Strage di via D’Amelio, Melegnano ricorda Borsellino e gli agenti della scorta
Melegnano ricorda il giudice Paolo Borsellino e gli agenti della scorta nel 34° anniversario della strage di via D'Amelio. La cerimonia al Parco Borsellino

Un solenne momento di raccoglimento, memoria condivisa e rinnovato impegno civile. Nella cornice del Parco Borsellino a Melegnano, si è svolta la cerimonia di commemorazione in occasione del 34esimo anniversario della tragica strage di via D’Amelio.
La cittadinanza e i rappresentanti delle istituzioni locali si sono ritrovati uniti per rendere omaggio e mantenere vivo il ricordo del giudice Paolo Borsellino e dei cinque coraggiosi agenti della sua scorta: Emanuela Loi, Agostino Catalano, Walter Eddie Cosina, Vincenzo Li Muli e Claudio Traina, caduti il 19 luglio 1992 nell’adempimento del proprio dovere.
Presenti le forze dell’ordine, rappresentanti delle associazioni, consiglieri comunali, il vicesindaco Simone Passerini e il presidente del consiglio comunale Silvana Palma che ha ricordato così il giudice uccisione dalla mafia il 19 luglio 1992.
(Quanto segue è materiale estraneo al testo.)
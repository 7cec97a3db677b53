use serde::{Deserialize, Serialize};

use crate::approvals::applicable_rules;
use crate::domain::expense::ExpenseClaim;
use crate::domain::identity::{Actor, ClaimantProfile, Role};
use crate::domain::rule::{ApprovalRule, RuleId, RuleKind};

/// Why an actor is allowed to record a decision on a claim.
#[derive(Clone, Debug, PartialEq, Eq, Serialize, Deserialize)]
#[serde(tag = "kind", rename_all = "snake_case")]
pub enum DecisionAuthority {
    Administrator,
    DirectManager,
    RuleApprover { rule_id: RuleId },
}

/// Resolves the actor's entitlement to act on the claim. This is eligibility
/// only; whether it is the actor's turn is left to evaluation.
pub fn authority(
    actor: &Actor,
    claim: &ExpenseClaim,
    rules: &[ApprovalRule],
    profile: &ClaimantProfile,
) -> Option<DecisionAuthority> {
    if actor.is_admin() {
        return Some(DecisionAuthority::Administrator);
    }

    if actor.role == Role::Manager && profile.is_managed_by(&actor.id) {
        return Some(DecisionAuthority::DirectManager);
    }

    applicable_rules(rules, claim)
        .find(|rule| rule_names(rule, actor))
        .map(|rule| DecisionAuthority::RuleApprover { rule_id: rule.id.clone() })
}

pub fn authorize(
    actor: &Actor,
    claim: &ExpenseClaim,
    rules: &[ApprovalRule],
    profile: &ClaimantProfile,
) -> bool {
    authority(actor, claim, rules, profile).is_some()
}

// Percentage approvers are counted toward quorum but get no entitlement here.
fn rule_names(rule: &ApprovalRule, actor: &Actor) -> bool {
    match &rule.kind {
        RuleKind::Sequential { approvers } => {
            approvers.iter().any(|entry| entry.approver == actor.id)
        }
        RuleKind::SpecificApprover { designated } | RuleKind::Hybrid { designated, .. } => {
            designated.contains(&actor.id)
        }
        RuleKind::Percentage { .. } => false,
    }
}
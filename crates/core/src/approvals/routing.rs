use std::collections::HashSet;

use crate::approvals::applicable_rules;
use crate::domain::expense::ExpenseClaim;
use crate::domain::identity::{ClaimantProfile, UserId};
use crate::domain::rule::{ApprovalRule, RuleKind, SequencedApprover};

/// Users whose decision could move a pending claim forward, in rule order.
pub fn pending_approvers(
    claim: &ExpenseClaim,
    rules: &[ApprovalRule],
    profile: &ClaimantProfile,
) -> Vec<UserId> {
    if claim.is_terminal() {
        return Vec::new();
    }

    if claim.current_approver_step == 0 {
        if let Some(manager_id) = profile.gating_manager() {
            return vec![manager_id.clone()];
        }
    }

    let step = claim.current_approver_step;
    let approved_by = claim.approved_by();
    let mut candidates: Vec<&UserId> = Vec::new();

    for rule in applicable_rules(rules, claim) {
        match &rule.kind {
            RuleKind::Sequential { approvers } => {
                if (step as usize) < approvers.len() {
                    candidates.extend(
                        approvers
                            .iter()
                            .find(|entry| entry.sequence == step + 1)
                            .map(|entry| &entry.approver),
                    );
                    break;
                }
            }
            RuleKind::Percentage { approvers, .. } => {
                candidates.extend(outstanding(approvers, &approved_by));
            }
            RuleKind::SpecificApprover { designated } => candidates.extend(designated),
            RuleKind::Hybrid { designated, approvers, .. } => {
                candidates.extend(designated);
                candidates.extend(outstanding(approvers, &approved_by));
            }
        }
    }

    let mut seen = HashSet::new();
    candidates.into_iter().filter(|user| seen.insert(*user)).cloned().collect()
}

fn outstanding<'a>(
    approvers: &'a [SequencedApprover],
    approved_by: &'a HashSet<&'a UserId>,
) -> impl Iterator<Item = &'a UserId> + 'a {
    approvers
        .iter()
        .map(|entry| &entry.approver)
        .filter(move |approver| !approved_by.contains(approver))
}

#[cfg(test)]
mod tests {
    use super::pending_approvers;
    use crate::approvals::fixtures::{approve, claim, profile, rule, sequence, users};
    use crate::domain::expense::ExpenseStatus;
    use crate::domain::rule::RuleKind;

    #[test]
    fn gated_claim_waits_on_manager_only() {
        let rules = [rule("cfo", RuleKind::SpecificApprover { designated: users(&["u-cfo"]) })];

        assert_eq!(
            pending_approvers(&claim(100), &rules, &profile(Some("u-mgr"), true)),
            users(&["u-mgr"])
        );
    }

    #[test]
    fn in_progress_sequential_rule_names_next_approver_and_stops() {
        let rules = [
            rule("seq", RuleKind::Sequential { approvers: sequence(&["u-a", "u-b"]) }),
            rule("cfo", RuleKind::SpecificApprover { designated: users(&["u-cfo"]) }),
        ];
        let mut claim = claim(100);
        approve(&mut claim, "u-a");
        claim.current_approver_step = 1;

        assert_eq!(pending_approvers(&claim, &rules, &profile(None, false)), users(&["u-b"]));
    }

    #[test]
    fn quorum_and_designated_approvers_are_merged_without_duplicates() {
        let rules = [
            rule(
                "quorum",
                RuleKind::Percentage {
                    approvers: sequence(&["u-a", "u-b", "u-cfo"]),
                    percentage_required: 100,
                },
            ),
            rule(
                "hybrid",
                RuleKind::Hybrid {
                    designated: users(&["u-cfo"]),
                    approvers: sequence(&["u-a", "u-d"]),
                    percentage_required: Some(50),
                },
            ),
        ];
        let mut claim = claim(100);
        approve(&mut claim, "u-a");

        assert_eq!(
            pending_approvers(&claim, &rules, &profile(None, false)),
            users(&["u-b", "u-cfo", "u-d"])
        );
    }

    #[test]
    fn terminal_claims_have_nobody_pending() {
        let mut claim = claim(100);
        claim.status = ExpenseStatus::Rejected;

        assert!(pending_approvers(&claim, &[], &profile(Some("u-mgr"), true)).is_empty());
    }
}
Ricordare Paolo Borsellino e gli agenti della sua scorta non significa celebrare un rito, ma rinnovare ogni giorno un impegno concreto contro le mafie. Legalità, trasparenza, coraggio e partecipazione devono guidare le istituzioni e ciascuno di noi. Soprattutto i giovani, attraverso le proprie scelte quotidiane, devono continuare a far camminare sulle loro gambe le idee di chi ha sacrificato la vita per la libertà e la democrazia.
Simone Passerini, vicesindaco e Silvana Palma, presidente del consiglio comunale
I valori della legalità e la responsabilità civile
La cerimonia al Parco Borsellino non ha rappresentato soltanto un doveroso tributo al passato, ma si è confermata un richiamo forte e attuale verso i principi fondamentali della convivenza democratica.
Il supremo sacrificio del magistrato e delle forze dell’ordine continua a indicare con chiarezza la strada ai cittadini e ai giovani, richiamando ciascuno alle proprie responsabilità morali all’interno della società:
- Lotta alle mafie: la riaffermazione di un no fermo e intransigente a ogni forma di criminalità organizzata e prepotenza;
- Giustizia e trasparenza: il valore dell’onestà e del rispetto delle regole nelle istituzioni come nella vita quotidiana;
- Impegno quotidiano: la consapevolezza che la memoria storica non deve limitarsi alle ricorrenze ma tradursi in azioni concrete.
“Ricordare significa rinnovare ogni giorno l’impegno contro tutte le mafie. Il loro esempio di coraggio e dedizione rimane una guida incancellabile per la nostra comunità e per le future generazioni”.